Dykes to Watch Out For comic from 1995 on transphobia

The titular Dykes to Watch Out Fo are walking out of a bad movie, when Jillian has to pee. Mo, who has to do the same, doesn’t want to enter the loo because Jillian, though cool, is a trans woman. Lois tells her off, saying she’s not going to wait around all night just because Mo has a transphobia attack. So Mo enters the toilets, only to be challenged by a woman on whether she is in the right bathroom. (Mo looks rather butch after all.) Jillian defends her, telling the stranger to take a closer look. After this, Mo thanks Jillian and says she would do the same for her. This is however no longer necessary now her “nobody knows I’m a transsexual” t-shirt has worn out.

So there you have it, the absurdity of the bathroom panic laid bare in a twentyfive year old comic. Trans women are no danger, the idea that you can tell who is and is not a woman at a glance is deeply homophobic and barring people from pissing in the toilets they feel most comfortable in is ludicrous.

Bruce Springsteen: queer icon

I can see it.

Cover of Born in the USA with the Springsteen butt

More seriously, Naomi Gordon-Loebl in the Nation:

Which raises a difficult question: What exactly is so queer about Springsteen? Is it his extreme butchness, so practiced and so precise that he might as well have learned it from the oldest lesbian at a gay bar? Is it because his hard-earned, roughly hewn version of love is recognizable to those of us for whom desire has often meant sacrifice? Or is it something simpler? Do many queers love Springsteen because nearly every song he has produced in his 50-year career reflects a crushing, unabiding sense of alienation and longing—and what could be more queer than that?

The story of Bruce Springsteen is well known. Two albums that made him and the E-Street Band Jersey stars, a breakthrough album after the band got tweaked a bit with Born to Run, crowned the future of rock and roll, then fucked over by his first manager and forbidden from recording for a few years. The band spent the three years between Born to Run and Darkness on the Edge of Town touring, honing their craft. Once they re-emerged, older and more cynical, most of Bruce’s original optimism had disappeared.

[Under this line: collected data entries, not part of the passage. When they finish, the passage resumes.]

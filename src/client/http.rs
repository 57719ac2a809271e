//! HTTP client implementation for the GoCardless API.

use std::env;
use std::sync::Arc;

use reqwest::header::{HeaderMap, HeaderValue, ACCEPT, AUTHORIZATION, CONTENT_TYPE, USER_AGENT};
use reqwest::Method;
use secrecy::{ExposeSecret, SecretString};
use serde::Serialize;
use serde_json::{Map, Value};
use url::Url;

use crate::api::{CurrencyExchangeRatesService, MandateImportsService, MandatePdfsService};
use crate::models::{ListResult, Resource};
use crate::{Environment, Error, Result};

use super::config::{ClientConfig, CLIENT_LIBRARY, CLIENT_VERSION};
use super::envelope::Envelope;
use super::options::{RequestOption, RequestOptions};
use super::query::to_query_pairs;
use super::retry::{self, RetryPolicy};

/// Environment variable holding the access token for [`GoCardlessClient::from_env`].
pub const ACCESS_TOKEN_VAR: &str = "GOCARDLESS_ACCESS_TOKEN";

/// Environment variable selecting `live` or `sandbox` for [`GoCardlessClient::from_env`].
pub const ENVIRONMENT_VAR: &str = "GOCARDLESS_ENVIRONMENT";

/// The main client for interacting with the GoCardless API.
///
/// Cloning is cheap; clones share one connection pool and configuration.
///
/// # Example
///
/// ```no_run
/// use gocardless_rs::{ClientConfig, Environment, GoCardlessClient, RequestOption};
/// use gocardless_rs::api::MandateImportCreateParams;
/// use gocardless_rs::models::Scheme;
///
/// # async fn example() -> gocardless_rs::Result<()> {
/// let client = GoCardlessClient::new(
///     "your-access-token",
///     ClientConfig::default().with_environment(Environment::Sandbox),
/// )?;
///
/// let import = client
///     .mandate_imports()
///     .create(
///         &MandateImportCreateParams { scheme: Scheme::Bacs },
///         &[RequestOption::retries(1)],
///     )
///     .await?;
/// println!("Created {} ({:?})", import.id, import.status);
/// # Ok(())
/// # }
/// ```
pub struct GoCardlessClient {
    pub(crate) inner: Arc<ClientInner>,
}

pub(crate) struct ClientInner {
    pub(crate) http: reqwest::Client,
    pub(crate) token: SecretString,
    pub(crate) config: ClientConfig,
    endpoint: String,
}

impl GoCardlessClient {
    /// Create a client authenticating with `access_token`.
    pub fn new(access_token: impl Into<String>, config: ClientConfig) -> Result<Self> {
        let token = access_token.into();
        if token.trim().is_empty() {
            return Err(Error::Config("Access token must not be empty".to_string()));
        }

        let http = reqwest::Client::builder()
            .timeout(config.timeout)
            .build()?;

        Ok(Self {
            inner: Arc::new(ClientInner {
                http,
                token: SecretString::from(token),
                endpoint: config.endpoint(),
                config,
            }),
        })
    }

    /// Create a client for the sandbox environment with default settings.
    pub fn sandbox(access_token: impl Into<String>) -> Result<Self> {
        Self::new(
            access_token,
            ClientConfig::default().with_environment(Environment::Sandbox),
        )
    }

    /// Create a client from `GOCARDLESS_ACCESS_TOKEN` and, optionally,
    /// `GOCARDLESS_ENVIRONMENT` (`live` or `sandbox`, default `live`).
    pub fn from_env() -> Result<Self> {
        let token = env::var(ACCESS_TOKEN_VAR)
            .map_err(|_| Error::Config(format!("{} must be set", ACCESS_TOKEN_VAR)))?;

        let environment = match env::var(ENVIRONMENT_VAR) {
            Ok(value) => value.parse()?,
            Err(_) => Environment::default(),
        };

        Self::new(token, ClientConfig::default().with_environment(environment))
    }

    /// Get the currency exchange rates service.
    pub fn currency_exchange_rates(&self) -> CurrencyExchangeRatesService {
        CurrencyExchangeRatesService::new(self.inner.clone())
    }

    /// Get the mandate imports service.
    pub fn mandate_imports(&self) -> MandateImportsService {
        MandateImportsService::new(self.inner.clone())
    }

    /// Get the mandate PDFs service.
    pub fn mandate_pdfs(&self) -> MandatePdfsService {
        MandatePdfsService::new(self.inner.clone())
    }

    /// Get the client configuration.
    pub fn config(&self) -> &ClientConfig {
        &self.inner.config
    }
}

impl ClientInner {
    /// Resolve per-call options on top of the configured retry count.
    pub(crate) fn resolve_options(&self, opts: &[RequestOption]) -> Result<RequestOptions> {
        RequestOptions::resolve(self.config.retry.max_retries, opts)
    }

    /// Build the URL of `path` followed by the escaped `segments`.
    fn url(&self, path: &str, segments: &[&str], query: &[(String, String)]) -> Result<Url> {
        let mut url = Url::parse(&format!("{}{}", self.endpoint, path))?;
        if !segments.is_empty() {
            if let Some(bad) = segments.iter().find(|s| matches!(s.trim(), "" | "." | "..")) {
                return Err(Error::InvalidInput(format!("Invalid path segment {:?}", bad)));
            }
            url.path_segments_mut()
                .map_err(|_| Error::Config(format!("Invalid base URL {}", self.endpoint)))?
                .extend(segments);
        }
        if !query.is_empty() {
            url.query_pairs_mut().extend_pairs(query);
        }
        Ok(url)
    }

    /// Build the headers sent with every attempt of a call.
    fn build_headers(&self, opts: &RequestOptions, idempotency_key: Option<&str>) -> Result<HeaderMap> {
        let mut headers = HeaderMap::new();

        let mut auth = HeaderValue::from_str(&format!("Bearer {}", self.token.expose_secret()))
            .map_err(|_| Error::InvalidInput("Invalid token format".to_string()))?;
        auth.set_sensitive(true);
        headers.insert(AUTHORIZATION, auth);

        headers.insert(
            "gocardless-version",
            HeaderValue::from_str(self.config.api_version.as_str())
                .map_err(|_| Error::InvalidInput("Invalid API version".to_string()))?,
        );
        headers.insert("gocardless-client-library", HeaderValue::from_static(CLIENT_LIBRARY));
        headers.insert("gocardless-client-version", HeaderValue::from_static(CLIENT_VERSION));
        headers.insert(
            USER_AGENT,
            HeaderValue::from_str(&self.config.user_agent)
                .map_err(|_| Error::Config("Invalid User-Agent".to_string()))?,
        );
        headers.insert(ACCEPT, HeaderValue::from_static("application/json"));

        if let Some(key) = idempotency_key {
            headers.insert(CONTENT_TYPE, HeaderValue::from_static("application/json"));
            headers.insert(
                "idempotency-key",
                HeaderValue::from_str(key)
                    .map_err(|_| Error::InvalidInput("Invalid idempotency key".to_string()))?,
            );
        }

        for (name, value) in &opts.headers {
            headers.insert(name.clone(), value.clone());
        }

        Ok(headers)
    }

    /// Fetch a single resource at `T::PATH` followed by `segments`.
    pub(crate) async fn get<T: Resource>(&self, segments: &[&str], opts: &[RequestOption]) -> Result<T> {
        let opts = self.resolve_options(opts)?;
        let url = self.url(T::PATH, segments, &[])?;
        let headers = self.build_headers(&opts, None)?;

        self.execute(Method::GET, url, headers, None, &opts, |body| {
            Envelope::<T>::decode(body, T::KEY)
        })
        .await
    }

    /// Fetch one page of a collection.
    pub(crate) async fn list<T: Resource, Q: Serialize>(
        &self,
        params: &Q,
        opts: &[RequestOption],
    ) -> Result<ListResult<T>> {
        let opts = self.resolve_options(opts)?;
        let url = self.url(T::PATH, &[], &to_query_pairs(params)?)?;
        let headers = self.build_headers(&opts, None)?;

        self.execute(Method::GET, url, headers, None, &opts, |body| {
            Envelope::<ListResult<T>>::decode_list(body, T::KEY)
        })
        .await
    }

    /// Send a mutating request to `T::PATH` followed by `segments`, with
    /// body `{body_key: params}`.
    ///
    /// An idempotency key is generated unless one was supplied, and is reused
    /// by every retry of this call.
    pub(crate) async fn post<T: Resource, B: Serialize>(
        &self,
        segments: &[&str],
        body_key: &str,
        params: &B,
        opts: &[RequestOption],
    ) -> Result<T> {
        let mut opts = self.resolve_options(opts)?;
        let url = self.url(T::PATH, segments, &[])?;

        let mut wrapper = Map::new();
        wrapper.insert(body_key.to_string(), serde_json::to_value(params)?);
        let body = serde_json::to_vec(&Value::Object(wrapper))?;

        let key = opts.ensure_idempotency_key().to_string();
        let headers = self.build_headers(&opts, Some(&key))?;

        self.execute(Method::POST, url, headers, Some(body), &opts, |body| {
            Envelope::<T>::decode(body, T::KEY)
        })
        .await
    }

    /// Run the request under the retry policy, decoding each response.
    async fn execute<T, D>(
        &self,
        method: Method,
        url: Url,
        headers: HeaderMap,
        body: Option<Vec<u8>>,
        opts: &RequestOptions,
        decode: D,
    ) -> Result<T>
    where
        D: Fn(&[u8]) -> Result<Envelope<T>>,
    {
        let policy = RetryPolicy::new(opts.retries)
            .with_backoff(self.config.retry.clone())
            .with_timeout(opts.timeout);
        let decode = &decode;

        retry::execute(&policy, |attempt| {
            let mut request = self
                .http
                .request(method.clone(), url.clone())
                .headers(headers.clone());
            if let Some(ref body) = body {
                request = request.body(body.clone());
            }

            let method = &method;
            let path = url.path();
            async move {
                tracing::debug!(%method, path, attempt = attempt + 1, "sending request");

                let response = request.send().await?;
                let status = response.status();
                let bytes = response.bytes().await?;

                if !status.is_success() {
                    return Err(Error::from_status_response(status.as_u16(), &bytes));
                }

                decode(&bytes)?.into_result()
            }
        })
        .await
    }
}

impl Clone for GoCardlessClient {
    fn clone(&self) -> Self {
        Self {
            inner: self.inner.clone(),
        }
    }
}

impl std::fmt::Debug for GoCardlessClient {
    fn fmt(&self, f: &mut std::fmt::Formatter<'_>) -> std::fmt::Result {
        f.debug_struct("GoCardlessClient")
            .field("endpoint", &self.inner.endpoint)
            .field("config", &self.inner.config)
            .finish()
    }
}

It’s that backstory that makes his music so much more grounded than many of his rock contemporaries. His songs don’t offer fantasies, though they can offer hope. His most famous hit sounds so much like a patriotic anthem Ronald Reagan wanted it as a campaign song, but is actually a seering indictment of the realities of his “Morning in America”. Even at his most insufferable, on Human Touch/Lucky Town he still can’t quite forget his working class roots. He walks the walk too: doing fund raisers for the Democrats, tours for Amnesty International and the like. He has spoken out against police violence and for Black Lives Matter and of course wrote the above song about the murder of Amadou Diallo. He isn’t perfect, but his heart is in the right place.

I became a fan when I was ten, eleven. One of the first albums of his I owned, was the live boxset he brought out in 1985, a compilation of ten years of touring. That was at the height of his popularity, deep in the dark heart of Reagan America and what’s on it? Woody Guthrie’s “This Land is Your Land”, Edwin Starr’s “War”, a warning that “because in 1985, blind faith in your leaders, or in anyone can get you killed”. He’s deeply subversive on a level I didn’t understand then, but unconsciously seeped into me.

Naomi Gordon-Loebl argues that the pain he puts in his songs is what makes him resonate with queer people like her. Not being queer myself I can’t judge, but to me he is the lightning example of how to be butch, how to be masculine without being macho. It’s a masculinity that is available to anybody who feels attracted to it, not reserved just for cis men. It’s part of what keeps me coming back to Bruce Springsteen again and again too.